- Work request
The lines below are to be quoted exactly, from the first through the one that contains "use thiserror::Error;".

- Record set
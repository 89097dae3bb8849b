use axum::{
    body::Body,
    extract::Request,
    http::{HeaderMap, HeaderValue, Uri},
    middleware::{self, Next},
    response::Response,
    Router,
};
use serde::Serialize;
use std::{
    path::PathBuf,
    sync::atomic::{AtomicU64, Ordering as AtomicOrdering},
    sync::Arc,
    time::{Instant, SystemTime, UNIX_EPOCH},
};
use thiserror::Error;
use tower_http::{compression::CompressionLayer, services::ServeDir};

const DEFAULT_PORT: u16 = 8080;
const DEFAULT_STATIC_DIR: &str = "dist";
const DEFAULT_LOG_LEVEL: LogLevel = LogLevel::Info;
const DEFAULT_COMPRESSION: bool = true;
const PORT_BOUNDS: (u16, u16) = (1, u16::MAX);
const ENTRY_PATH: &str = "/";
const REQUEST_ID_HEADER: &str = "x-request-id";
const REQUEST_LOG_LEVEL: LogLevel = LogLevel::Info;

static REQUEST_ID_COUNTER: AtomicU64 = AtomicU64::new(1);

#[derive(Debug, Error)]
pub enum ServerError {
    #[error("failed to bind {address}: {source}")]
    Bind {
        address: String,
        source: std::io::Error,
    },
    #[error("server stopped: {0}")]
    Serve(#[source] std::io::Error),
}

/// Ordered from most to least verbose.
#[derive(Clone, Copy, Debug, PartialEq, Eq, PartialOrd, Ord, Serialize)]
#[serde(rename_all = "lowercase")]
enum LogLevel {
    Debug,
    Info,
}

impl LogLevel {
    fn as_str(self) -> &'static str {
        match self {
            Self::Debug => "debug",
            Self::Info => "info",
        }
    }
}

#[derive(Clone, Debug, Serialize)]
struct ServerConfig {
    port: u16,
    static_dir: PathBuf,
    log_level: LogLevel,
    compression: bool,
}

impl ServerConfig {
    fn from_env() -> Self {
        Self {
            port: parse_env_u16_with_bounds("PORT", DEFAULT_PORT, PORT_BOUNDS),
            static_dir: parse_env_non_empty_string("STATIC_DIR")
                .map(PathBuf::from)
                .unwrap_or_else(|| PathBuf::from(DEFAULT_STATIC_DIR)),
            log_level: parse_log_level("LOG_LEVEL", DEFAULT_LOG_LEVEL),
            compression: parse_env_bool("SERVER_COMPRESSION", DEFAULT_COMPRESSION),
        }
    }
}

pub async fn run() -> Result<(), ServerError> {
    let config = Arc::new(ServerConfig::from_env());
    let bind_address = format!("0.0.0.0:{}", config.port);
    let app = router(Arc::clone(&config));

    let listener = tokio::net::TcpListener::bind(&bind_address)
        .await
        .map_err(|source| ServerError::Bind {
            address: bind_address.clone(),
            source,
        })?;

    log_event(
        &config,
        LogLevel::Info,
        "server_listening",
        serde_json::json!({
            "address": bind_address,
            "config": &*config,
        }),
    );

    axum::serve(listener, app).await.map_err(ServerError::Serve)
}

fn router(config: Arc<ServerConfig>) -> Router {
    let static_service = ServeDir::new(&config.static_dir);
    let app = Router::new().fallback_service(static_service);

    let app = if config.compression {
        app.layer(CompressionLayer::new())
    } else {
        app
    };

    // Only the fallback is routed, so rewriting inside the router still
    // reaches the file service with the new path.
    app.layer(middleware::map_request(rewrite_client_routes))
        .layer(middleware::from_fn_with_state(config, log_requests))
}

/// Paths the dev server and static host must pass through untouched: files,
/// bundler internals and the entry itself.
fn is_asset_path(path: &str) -> bool {
    path.contains('.') || path.starts_with("/@") || path.starts_with("/node_modules")
}

/// Client-side routes resolve to the entry document so deep links survive a
/// refresh. Returns the replacement path, if any. The query string is not
/// carried over.
fn entry_rewrite(path: &str) -> Option<&'static str> {
    if path.is_empty() || path == ENTRY_PATH || is_asset_path(path) {
        return None;
    }
    Some(ENTRY_PATH)
}

async fn rewrite_client_routes(mut request: Request) -> Request {
    if let Some(target) = entry_rewrite(request.uri().path()) {
        *request.uri_mut() = Uri::from_static(target);
    }
    request
}

async fn log_requests(
    axum::extract::State(config): axum::extract::State<Arc<ServerConfig>>,
    request: Request<Body>,
    next: Next,
) -> Response {
    let started_at = Instant::now();
    let request_id = resolve_request_id(request.headers());
    let method = request.method().clone();
    let path = request.uri().path().to_string();
    let rewritten = entry_rewrite(&path).is_some();

    let mut response = next.run(request).await;

    if let Ok(value) = HeaderValue::from_str(&request_id) {
        response.headers_mut().insert(REQUEST_ID_HEADER, value);
    }

    log_event(
        &config,
        REQUEST_LOG_LEVEL,
        "request_complete",
        serde_json::json!({
            "request_id": request_id,
            "method": method.as_str(),
            "path": path,
            "rewritten": rewritten,
            "status": response.status().as_u16(),
            "duration_ms": started_at.elapsed().as_millis(),
        }),
    );

    response
}

fn parse_env_u16_with_bounds(name: &str, default: u16, bounds: (u16, u16)) -> u16 {
    std::env::var(name)
        .ok()
        .and_then(|value| value.trim().parse::<u16>().ok())
        .filter(|value| (bounds.0..=bounds.1).contains(value))
        .unwrap_or(default)
}

fn parse_env_non_empty_string(name: &str) -> Option<String> {
    std::env::var(name)
        .ok()
        .map(|value| value.trim().to_string())
        .filter(|value| !value.is_empty())
}

fn parse_env_bool(name: &str, default: bool) -> bool {
    parse_bool(parse_env_non_empty_string(name).as_deref(), default)
}

fn parse_bool(value: Option<&str>, default: bool) -> bool {
    match value.map(str::to_ascii_lowercase).as_deref() {
        Some("1" | "true" | "yes" | "on") => true,
        Some("0" | "false" | "no" | "off") => false,
        _ => default,
    }
}

fn parse_log_level(name: &str, default: LogLevel) -> LogLevel {
    log_level_from_str(parse_env_non_empty_string(name).as_deref(), default)
}

fn log_level_from_str(value: Option<&str>, default: LogLevel) -> LogLevel {
    match value.map(str::to_ascii_lowercase).as_deref() {
        Some("debug") => LogLevel::Debug,
        Some("info") => LogLevel::Info,
        _ => default,
    }
}

fn now_unix_millis() -> u128 {
    SystemTime::now()
        .duration_since(UNIX_EPOCH)
        .map(|value| value.as_millis())
        .unwrap_or(0)
}

fn now_unix_seconds() -> u64 {
    SystemTime::now()
        .duration_since(UNIX_EPOCH)
        .map(|value| value.as_secs())
        .unwrap_or(0)
}

fn generate_request_id() -> String {
    let counter = REQUEST_ID_COUNTER.fetch_add(1, AtomicOrdering::Relaxed);
    format!("req-{}-{counter}", now_unix_millis())
}

fn resolve_request_id(headers: &HeaderMap) -> String {
    let value = headers
        .get(REQUEST_ID_HEADER)
        .and_then(|raw| raw.to_str().ok())
        .map(str::trim)
        .filter(|value| !value.is_empty())
        .map(ToString::to_string);

    value.unwrap_or_else(generate_request_id)
}

fn log_enabled(config: &ServerConfig, level: LogLevel) -> bool {
    level >= config.log_level
}

fn log_event(config: &ServerConfig, level: LogLevel, event: &str, fields: serde_json::Value) {
    if !log_enabled(config, level) {
        return;
    }

    println!("{}", log_line(level, event, fields));
}

fn log_line(level: LogLevel, event: &str, fields: serde_json::Value) -> serde_json::Value {
    let mut payload = serde_json::Map::new();
    payload.insert(
        "ts".to_string(),
        serde_json::Value::Number(serde_json::Number::from(now_unix_seconds())),
    );
    payload.insert("level".to_string(), serde_json::Value::String(level.as_str().to_string()));
    payload.insert("event".to_string(), serde_json::Value::String(event.to_string()));

    if let serde_json::Value::Object(extra) = fields {
        for (key, value) in extra {
            payload.insert(key, value);
        }
    }

    serde_json::Value::Object(payload)
}

#[cfg(test)]
mod tests {
    use super::*;
    use axum::{
        body::to_bytes,
        http::{header, Request, StatusCode},
    };
    use std::fs;
    use tempfile::TempDir;
    use tower::ServiceExt;

    const INDEX_HTML: &str = "<!doctype html><div id=\"app\"></div>";

    fn site_dir() -> TempDir {
        let dir = TempDir::new().expect("temp dir");
        fs::write(dir.path().join("index.html"), INDEX_HTML).expect("write index");
        fs::create_dir(dir.path().join("projects")).expect("create projects dir");
        fs::write(dir.path().join("projects/verdict-ai.png"), b"png").expect("write asset");
        dir
    }

    fn test_config(dir: &TempDir) -> Arc<ServerConfig> {
        config_with_compression(dir, false)
    }

    fn config_with_compression(dir: &TempDir, compression: bool) -> Arc<ServerConfig> {
        Arc::new(ServerConfig {
            port: DEFAULT_PORT,
            static_dir: dir.path().to_path_buf(),
            log_level: DEFAULT_LOG_LEVEL,
            compression,
        })
    }

    async fn get_gzip(app: Router, uri: &str) -> Response {
        app.oneshot(
            Request::builder()
                .uri(uri)
                .header(header::ACCEPT_ENCODING, "gzip")
                .body(Body::empty())
                .expect("request"),
        )
        .await
        .expect("infallible router")
    }

    async fn get(app: Router, uri: &str) -> Response {
        app.oneshot(Request::builder().uri(uri).body(Body::empty()).expect("request"))
            .await
            .expect("infallible router")
    }

    async fn body_text(response: Response) -> String {
        let bytes = to_bytes(response.into_body(), 1024 * 1024)
            .await
            .expect("read body");
        String::from_utf8(bytes.to_vec()).expect("utf-8 body")
    }

    #[test]
    fn client_routes_rewrite_to_entry() {
        assert_eq!(entry_rewrite("/about"), Some("/"));
        assert_eq!(entry_rewrite("/contact/"), Some("/"));
        assert_eq!(entry_rewrite("/resume/work"), Some("/"));
    }

    #[test]
    fn entry_and_assets_pass_through() {
        assert_eq!(entry_rewrite("/"), None);
        assert_eq!(entry_rewrite(""), None);
        assert_eq!(entry_rewrite("/projects/verdict-ai.png"), None);
        assert_eq!(entry_rewrite("/folio-1a2b.wasm"), None);
        assert_eq!(entry_rewrite("/@vite/client"), None);
        assert_eq!(entry_rewrite("/node_modules/pkg"), None);
    }

    #[tokio::test]
    async fn deep_link_serves_entry_document() {
        let dir = site_dir();
        let response = get(router(test_config(&dir)), "/about?ref=nav").await;

        assert_eq!(response.status(), StatusCode::OK);
        assert_eq!(body_text(response).await, INDEX_HTML);
    }

    #[tokio::test]
    async fn assets_are_served_as_files() {
        let dir = site_dir();
        let response = get(router(test_config(&dir)), "/projects/verdict-ai.png").await;

        assert_eq!(response.status(), StatusCode::OK);
        assert_eq!(
            response.headers().get(header::CONTENT_TYPE).and_then(|v| v.to_str().ok()),
            Some("image/png")
        );
    }

    #[tokio::test]
    async fn missing_asset_is_not_found_instead_of_entry() {
        let dir = site_dir();
        let response = get(router(test_config(&dir)), "/missing.js").await;

        assert_eq!(response.status(), StatusCode::NOT_FOUND);
    }

    #[tokio::test]
    async fn request_id_is_echoed_or_generated() {
        let dir = site_dir();
        let app = router(test_config(&dir));

        let response = app
            .clone()
            .oneshot(
                Request::builder()
                    .uri("/")
                    .header(REQUEST_ID_HEADER, "abc-123")
                    .body(Body::empty())
                    .expect("request"),
            )
            .await
            .expect("infallible router");
        assert_eq!(
            response.headers().get(REQUEST_ID_HEADER).and_then(|v| v.to_str().ok()),
            Some("abc-123")
        );

        let response = get(app, "/").await;
        let generated = response
            .headers()
            .get(REQUEST_ID_HEADER)
            .and_then(|v| v.to_str().ok())
            .expect("generated request id");
        assert!(generated.starts_with("req-"));
    }

    #[tokio::test]
    async fn compression_gzips_when_enabled() {
        let dir = site_dir();
        let app = router(config_with_compression(&dir, true));
        let response = get_gzip(app, "/resume/work?x=1").await;

        assert_eq!(response.status(), StatusCode::OK);
        assert_eq!(
            response.headers().get(header::CONTENT_ENCODING).and_then(|v| v.to_str().ok()),
            Some("gzip")
        );
    }

    #[tokio::test]
    async fn compression_disabled_leaves_body_plain() {
        let dir = site_dir();
        let app = router(config_with_compression(&dir, false));
        let response = get_gzip(app, "/resume/work").await;

        assert_eq!(response.status(), StatusCode::OK);
        assert!(response.headers().get(header::CONTENT_ENCODING).is_none());
        assert_eq!(body_text(response).await, INDEX_HTML);
    }

    #[test]
    fn successful_requests_are_logged_at_default_level() {
        let dir = site_dir();
        let config = test_config(&dir);

        assert_eq!(config.log_level, LogLevel::Info);
        assert!(log_enabled(&config, REQUEST_LOG_LEVEL));
        assert!(!log_enabled(&config, LogLevel::Debug));
    }

    #[test]
    fn invalid_settings_fall_back_to_defaults() {
        assert_eq!(log_level_from_str(Some("DEBUG"), LogLevel::Info), LogLevel::Debug);
        assert_eq!(log_level_from_str(Some("verbose"), LogLevel::Info), LogLevel::Info);
        assert!(!parse_bool(Some("off"), true));
        assert!(parse_bool(Some("maybe"), true));
        assert!(parse_bool(None, true));
    }

    #[test]
    fn log_line_merges_fields_after_envelope() {
        let line = log_line(
            LogLevel::Info,
            "request_complete",
            serde_json::json!({ "status": 200 }),
        );

        assert_eq!(line["level"], "info");
        assert_eq!(line["event"], "request_complete");
        assert_eq!(line["status"], 200);
        assert!(line["ts"].is_u64());
    }
}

- Result below
repository 89097dae3bb8849b
use axum::{
    body::Body,
    extract::Request,
    http::{HeaderMap, HeaderValue, Uri},
    middleware::{self, Next},
    response::Response,
    Router,
};
use serde::Serialize;
use std::{
    path::PathBuf,
    sync::atomic::{AtomicU64, Ordering as AtomicOrdering},
    sync::Arc,
    time::{Instant, SystemTime, UNIX_EPOCH},
};
use thiserror::Error;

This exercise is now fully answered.